Work to complete: Find how many lines in the data below include the word "bool", then write only that number.

*** Entries provided ***

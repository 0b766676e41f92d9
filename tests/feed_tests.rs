#![cfg(feature = "inmem-store")]

use zine::feed::{compose, FeedKind, PAGE_SIZE};
use zine::models::{NewGroup, NewPost, NewUser, User};
use zine::repo::{inmem::InMemRepo, FollowRepo, GroupRepo, PostRepo, RepoError, UserRepo};

fn repo() -> InMemRepo {
    std::env::set_var("ZINE_DATA_DIR", tempfile::tempdir().unwrap().path());
    InMemRepo::new()
}

async fn user(r: &InMemRepo, name: &str) -> User {
    r.create_user(NewUser { username: name.into(), display_name: name.into() })
        .await
        .unwrap()
}

async fn posts(r: &InMemRepo, author: &User, group: Option<&str>, n: usize) {
    for i in 0..n {
        r.create_post(
            author.id,
            NewPost {
                text: format!("post {i}"),
                group: group.map(Into::into),
                image_hash: None,
                mime: None,
            },
        )
        .await
        .unwrap();
    }
}

#[tokio::test]
async fn group_feed_pagination_13_posts() {
    let r = repo();
    let a = user(&r, "ann").await;
    r.create_group(NewGroup { slug: "g1".into(), title: "G1".into(), description: String::new() })
        .await
        .unwrap();
    posts(&r, &a, Some("g1"), 13).await;

    let p1 = compose(&r, FeedKind::Group("g1".into()), 1).await.unwrap();
    assert_eq!(p1.posts.len(), PAGE_SIZE);
    assert_eq!(p1.total, 13);
    assert_eq!(p1.num_pages, 2);
    assert!(p1.has_next);
    assert!(!p1.has_previous);

    let p2 = compose(&r, FeedKind::Group("g1".into()), 2).await.unwrap();
    assert_eq!(p2.posts.len(), 3);
    assert!(!p2.has_next);
    assert!(p2.has_previous);

    // out-of-range clamps to the last page instead of erroring
    let p3 = compose(&r, FeedKind::Group("g1".into()), 3).await.unwrap();
    assert_eq!(p3.page, 2);
    assert_eq!(p3.posts.len(), 3);

    // no page overlap or omission across the boundary
    let mut seen: Vec<_> = p1.posts.iter().map(|p| p.id).collect();
    seen.extend(p2.posts.iter().map(|p| p.id));
    seen.sort_unstable();
    seen.dedup();
    assert_eq!(seen.len(), 13);
}

#[tokio::test]
async fn ordering_is_newest_first_with_stable_tiebreak() {
    let r = repo();
    let a = user(&r, "ann").await;
    // created back to back, so several posts share a timestamp; the id
    // tie-break must keep the order deterministic
    posts(&r, &a, None, 5).await;

    let page = compose(&r, FeedKind::All, 1).await.unwrap();
    let ids: Vec<_> = page.posts.iter().map(|p| p.id).collect();
    let mut sorted = ids.clone();
    sorted.sort_unstable_by(|x, y| y.cmp(x));
    assert_eq!(ids, sorted);

    let again = compose(&r, FeedKind::All, 1).await.unwrap();
    assert_eq!(ids, again.posts.iter().map(|p| p.id).collect::<Vec<_>>());
}

#[tokio::test]
async fn group_scenario_and_missing_slug() {
    let r = repo();
    let a = user(&r, "ann").await;
    r.create_group(NewGroup { slug: "g1".into(), title: "G1".into(), description: String::new() })
        .await
        .unwrap();
    let post = r
        .create_post(
            a.id,
            NewPost { text: "hello".into(), group: Some("g1".into()), image_hash: None, mime: None },
        )
        .await
        .unwrap();

    let page = compose(&r, FeedKind::Group("g1".into()), 1).await.unwrap();
    assert_eq!(page.posts.iter().map(|p| p.id).collect::<Vec<_>>(), vec![post.id]);

    assert!(matches!(
        compose(&r, FeedKind::Group("missing-slug".into()), 1).await.unwrap_err(),
        RepoError::NotFound
    ));
    assert!(matches!(
        compose(&r, FeedKind::Author("missing-user".into()), 1).await.unwrap_err(),
        RepoError::NotFound
    ));
}

#[tokio::test]
async fn following_feed_tracks_follow_set() {
    let r = repo();
    let reader = user(&r, "reader").await;
    let ann = user(&r, "ann").await;
    let bob = user(&r, "bob").await;
    posts(&r, &ann, None, 2).await;
    posts(&r, &bob, None, 2).await;

    // follows nobody: empty page, not an error
    let empty = compose(&r, FeedKind::Following(reader.id), 1).await.unwrap();
    assert_eq!(empty.total, 0);
    assert_eq!(empty.page, 1);
    assert!(empty.posts.is_empty());

    r.follow(reader.id, ann.id).await.unwrap();
    let page = compose(&r, FeedKind::Following(reader.id), 1).await.unwrap();
    assert_eq!(page.total, 2);
    assert!(page.posts.iter().all(|p| p.author_id == ann.id));

    r.follow(reader.id, bob.id).await.unwrap();
    let page = compose(&r, FeedKind::Following(reader.id), 1).await.unwrap();
    assert_eq!(page.total, 4);

    // unfollowing removes that author's posts from subsequent reads
    r.unfollow(reader.id, ann.id).await.unwrap();
    let page = compose(&r, FeedKind::Following(reader.id), 1).await.unwrap();
    assert_eq!(page.total, 2);
    assert!(page.posts.iter().all(|p| p.author_id == bob.id));
}

#[tokio::test]
async fn author_feed_contains_only_that_author() {
    let r = repo();
    let ann = user(&r, "ann").await;
    let bob = user(&r, "bob").await;
    posts(&r, &ann, None, 3).await;
    posts(&r, &bob, None, 1).await;

    let page = compose(&r, FeedKind::Author("ann".into()), 1).await.unwrap();
    assert_eq!(page.total, 3);
    assert!(page.posts.iter().all(|p| p.author_id == ann.id));
}
use actix_web::dev::{Service, ServiceRequest, ServiceResponse, Transform};
use actix_web::{http::header, Error};
use futures_util::future::{ready, LocalBoxFuture, Ready};
use std::rc::Rc;

/// Middleware attaching baseline security headers to every response.
#[derive(Clone, Default)]
pub struct SecurityHeaders {
    pub enable_hsts: bool,
}

impl SecurityHeaders {
    pub fn from_env() -> Self {
        let enable_hsts = std::env::var("ENABLE_HSTS")
            .map(|v| v == "1" || v.eq_ignore_ascii_case("true"))
            .unwrap_or(false);
        Self { enable_hsts }
    }

    pub fn with_hsts(mut self, enable: bool) -> Self {
        self.enable_hsts = enable;
        self
    }
}

impl<S, B> Transform<S, ServiceRequest> for SecurityHeaders
where
    S: Service<ServiceRequest, Response = ServiceResponse<B>, Error = Error> + 'static,
    S::Future: 'static,
    B: 'static,
{
    type Response = ServiceResponse<B>;
    type Error = Error;
    type InitError = ();
    type Transform = SecurityHeadersMiddleware<S>;
    type Future = Ready<Result<Self::Transform, Self::InitError>>;

    fn new_transform(&self, service: S) -> Self::Future {
        ready(Ok(SecurityHeadersMiddleware {
            service: Rc::new(service),
            cfg: self.clone(),
        }))
    }
}

pub struct SecurityHeadersMiddleware<S> {
    service: Rc<S>,
    cfg: SecurityHeaders,
}

impl<S, B> Service<ServiceRequest> for SecurityHeadersMiddleware<S>
where
    S: Service<ServiceRequest, Response = ServiceResponse<B>, Error = Error> + 'static,
    S::Future: 'static,
    B: 'static,
{
    type Response = ServiceResponse<B>;
    type Error = Error;
    type Future = LocalBoxFuture<'static, Result<Self::Response, Self::Error>>;

    fn poll_ready(
        &self,
        ctx: &mut std::task::Context<'_>,
    ) -> std::task::Poll<Result<(), Self::Error>> {
        self.service.poll_ready(ctx)
    }

    fn call(&self, req: ServiceRequest) -> Self::Future {
        let svc = self.service.clone();
        let cfg = self.cfg.clone();
        Box::pin(async move {
            let mut res = svc.call(req).await?;
            let headers = res.response_mut().headers_mut();
            if !headers.contains_key(header::CONTENT_SECURITY_POLICY) {
                headers.insert(
                    header::CONTENT_SECURITY_POLICY,
                    header::HeaderValue::from_static(
                        "default-src 'self'; img-src 'self' data:; media-src 'self'; object-src 'none'; base-uri 'none'; frame-ancestors 'none'",
                    ),
                );
            }
            if !headers.contains_key(header::REFERRER_POLICY) {
                headers.insert(header::REFERRER_POLICY, header::HeaderValue::from_static("no-referrer"));
            }
            if !headers.contains_key(header::X_CONTENT_TYPE_OPTIONS) {
                headers.insert(header::X_CONTENT_TYPE_OPTIONS, header::HeaderValue::from_static("nosniff"));
            }
            if !headers.contains_key(header::X_FRAME_OPTIONS) {
                headers.insert(header::X_FRAME_OPTIONS, header::HeaderValue::from_static("DENY"));
            }
            if cfg.enable_hsts && !headers.contains_key(header::STRICT_TRANSPORT_SECURITY) {
                headers.insert(
                    header::STRICT_TRANSPORT_SECURITY,
                    header::HeaderValue::from_static("max-age=63072000; includeSubDomains"),
                );
            }
            Ok(res)
        })
    }
}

*** End of Entries provided ***

Reply to the task: 2